• [Stored items]:
********

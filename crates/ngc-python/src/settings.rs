//! Bridge-owned settings read once at initialization

use crate::errors::BridgeError;
use ngc_config::Config;
use serde_json::{Map, Value};
use std::path::PathBuf;

/// Which script to load and what to pass every procedure
#[derive(Debug, Clone, Default, PartialEq)]
pub struct BridgeSettings {
    /// Script file, relative to `module_dir` unless absolute
    pub module: Option<String>,
    pub module_dir: Option<PathBuf>,
    /// Keyword arguments passed to every invocation
    pub kwargs: Map<String, Value>,
}

impl BridgeSettings {
    pub fn new(module: impl Into<String>) -> Self {
        Self {
            module: Some(module.into()),
            ..Self::default()
        }
    }

    pub fn with_module_dir(mut self, dir: impl Into<PathBuf>) -> Self {
        self.module_dir = Some(dir.into());
        self
    }

    pub fn with_kwarg(mut self, name: impl Into<String>, value: impl Into<Value>) -> Self {
        self.kwargs.insert(name.into(), value.into());
        self
    }

    /// Build settings from the config file
    pub fn from_config(config: &Config) -> Result<Self, BridgeError> {
        let mut kwargs = Map::new();
        for (name, value) in &config.kwargs {
            let value = serde_json::to_value(value)
                .map_err(|e| BridgeError::Serialization(format!("kwargs.{}: {}", name, e)))?;
            kwargs.insert(name.clone(), value);
        }
        Ok(Self {
            module: config.module.clone(),
            module_dir: config.module_dir_path(),
            kwargs,
        })
    }

    /// Module name as used in messages; empty when unset
    pub fn module_name(&self) -> &str {
        self.module.as_deref().map(str::trim).unwrap_or("")
    }
}

#[cfg(test)]
mod tests {
    use super::*;

    #[test]
    fn test_from_config() {
        let mut config = Config::default();
        config.set("module", "remap.py".to_string()).unwrap();
        config.set("module-dir", "/opt/ngc".to_string()).unwrap();
        config.set("kwargs.feed", "12.5".to_string()).unwrap();
        config.set("kwargs.mode", "rough".to_string()).unwrap();

        let settings = BridgeSettings::from_config(&config).unwrap();
        assert_eq!(settings.module_name(), "remap.py");
        assert_eq!(settings.module_dir, Some(PathBuf::from("/opt/ngc")));
        assert_eq!(settings.kwargs.get("feed"), Some(&Value::from(12.5)));
        assert_eq!(settings.kwargs.get("mode"), Some(&Value::from("rough")));
    }

    #[test]
    fn test_builder() {
        let settings = BridgeSettings::new(" toolchange.py ")
            .with_module_dir("/tmp")
            .with_kwarg("retries", 3);
        assert_eq!(settings.module_name(), "toolchange.py");
        assert_eq!(settings.kwargs.len(), 1);
        assert_eq!(BridgeSettings::default().module_name(), "");
    }
}
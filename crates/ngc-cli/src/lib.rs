//! ngcpy library - command implementations behind the `ngcpy` binary

pub mod commands;
pub mod common;
pub mod errors;

pub use common::GlobalOpts;
pub use ngc_logger as logger;
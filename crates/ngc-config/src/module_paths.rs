//! Resolution of the user's oword module path
//!
//! The module is named either by an absolute path or by a path relative to an
//! optional module directory. The result is always canonical: symlinks are
//! followed and the file must exist.

use std::fs;
use std::io;
use std::path::{Path, PathBuf};
use thiserror::Error;

/// Error type for module path resolution
#[derive(Error, Debug)]
pub enum ModulePathError {
    /// No module name was configured
    #[error("no module defined")]
    NoModule,

    /// The joined path could not be canonicalized
    #[error("can't resolve path to '{}': {source}", .path.display())]
    Unresolvable {
        path: PathBuf,
        #[source]
        source: io::Error,
    },

    /// The path resolved but does not name a regular file
    #[error("'{}' is not a file", .0.display())]
    NotAFile(PathBuf),
}

/// Join the module name onto the module directory without touching the filesystem
///
/// An absolute module path ignores the directory.
pub fn candidate_module_path(module: &str, module_dir: Option<&Path>) -> PathBuf {
    match module_dir {
        Some(dir) => dir.join(module),
        None => PathBuf::from(module),
    }
}

/// Resolve the module path to an absolute, canonical file path
///
/// # Arguments
///
/// * `module` - Module file name or path as configured
/// * `module_dir` - Optional directory relative module names are looked up in
pub fn resolve_module_path(
    module: &str,
    module_dir: Option<&Path>,
) -> Result<PathBuf, ModulePathError> {
    let module = module.trim();
    if module.is_empty() {
        return Err(ModulePathError::NoModule);
    }

    let candidate = candidate_module_path(module, module_dir);
    let resolved = fs::canonicalize(&candidate).map_err(|source| ModulePathError::Unresolvable {
        path: candidate.clone(),
        source,
    })?;

    if !resolved.is_file() {
        return Err(ModulePathError::NotAFile(resolved));
    }

    Ok(resolved)
}

#[cfg(test)]
mod tests {
    use super::*;
    use tempfile::TempDir;

    #[test]
    fn test_relative_module_joined_onto_dir() {
        let dir = TempDir::new().unwrap();
        fs::write(dir.path().join("remap.py"), "x = 1\n").unwrap();

        let resolved = resolve_module_path("remap.py", Some(dir.path())).unwrap();
        assert!(resolved.is_absolute());
        assert!(resolved.ends_with("remap.py"));
    }

    #[test]
    fn test_absolute_module_ignores_dir() {
        let dir = TempDir::new().unwrap();
        let script = dir.path().join("toolchange.py");
        fs::write(&script, "").unwrap();

        let other = TempDir::new().unwrap();
        let resolved =
            resolve_module_path(script.to_str().unwrap(), Some(other.path())).unwrap();
        assert_eq!(resolved, fs::canonicalize(&script).unwrap());
    }

    #[test]
    fn test_missing_module_is_unresolvable() {
        let dir = TempDir::new().unwrap();
        let err = resolve_module_path("missing.py", Some(dir.path())).unwrap_err();
        assert!(matches!(err, ModulePathError::Unresolvable { .. }));
        assert!(err.to_string().contains("missing.py"));
    }

    #[test]
    fn test_empty_module_name() {
        let err = resolve_module_path("   ", None).unwrap_err();
        assert!(matches!(err, ModulePathError::NoModule));
    }

    #[test]
    fn test_directory_is_not_a_module() {
        let dir = TempDir::new().unwrap();
        fs::create_dir(dir.path().join("pkg")).unwrap();
        let err = resolve_module_path("pkg", Some(dir.path())).unwrap_err();
        assert!(matches!(err, ModulePathError::NotAFile(_)));
    }
}
//! Subcommand implementations

pub mod call;
pub mod canon;
pub mod config;
pub mod procedures;

use crate::errors::CliError;
use crate::GlobalOpts;
use ngc_config::Config;
use ngc_logger as logger;
use ngc_python::{Bridge, BridgeSettings, InterpContext, RecordingCanon, StandaloneInterp};
use parking_lot::Mutex;
use std::sync::Arc;

/// A standalone interpreter with the configured script loaded
pub struct Session {
    pub interp: Arc<Mutex<StandaloneInterp>>,
    pub canon: Arc<Mutex<RecordingCanon>>,
    pub bridge: Bridge,
}

impl Session {
    /// Load config, apply command-line overrides and initialize the bridge
    pub fn open(opts: &GlobalOpts) -> Result<Self, CliError> {
        let config = Config::load()?;
        Self::open_with(&config, opts)
    }

    pub fn open_with(config: &Config, opts: &GlobalOpts) -> Result<Self, CliError> {
        let mut settings = BridgeSettings::from_config(config)?;
        if let Some(module) = &opts.module {
            settings.module = Some(module.clone());
        }
        if let Some(dir) = &opts.module_dir {
            settings.module_dir = Some(dir.clone());
        }

        tracing::debug!(
            module = settings.module_name(),
            slots = config.parameter_slots(),
            "opening session"
        );
        let mut interp = StandaloneInterp::new(config.parameter_slots());
        if let Some(tool_table) = &config.tool_table {
            interp = interp.with_tool_table(tool_table);
        }
        let interp = Arc::new(Mutex::new(interp));
        let canon = Arc::new(Mutex::new(RecordingCanon::new()));

        let mut bridge = Bridge::new(settings, InterpContext::new(&interp, Arc::clone(&canon)));
        let status = bridge.initialize()?;
        logger::debug(&format!("Bridge status: {}", status));
        bridge.ensure_loaded()?;

        Ok(Self {
            interp,
            canon,
            bridge,
        })
    }
}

********

• [TASK STATEMENT]:
Restate verbatim all lines from the start of the data through the line containing "to every invocation", with both ends kept.

• [ANSWER SECTION]:
filename crates/ngc-python/src/settings.rs
//! Bridge-owned settings read once at initialization

use crate::errors::BridgeError;
use ngc_config::Config;
use serde_json::{Map, Value};
use std::path::PathBuf;

/// Which script to load and what to pass every procedure
#[derive(Debug, Clone, Default, PartialEq)]
pub struct BridgeSettings {
    /// Script file, relative to `module_dir` unless absolute
    pub module: Option<String>,
    pub module_dir: Option<PathBuf>,
    /// Keyword arguments passed to every invocation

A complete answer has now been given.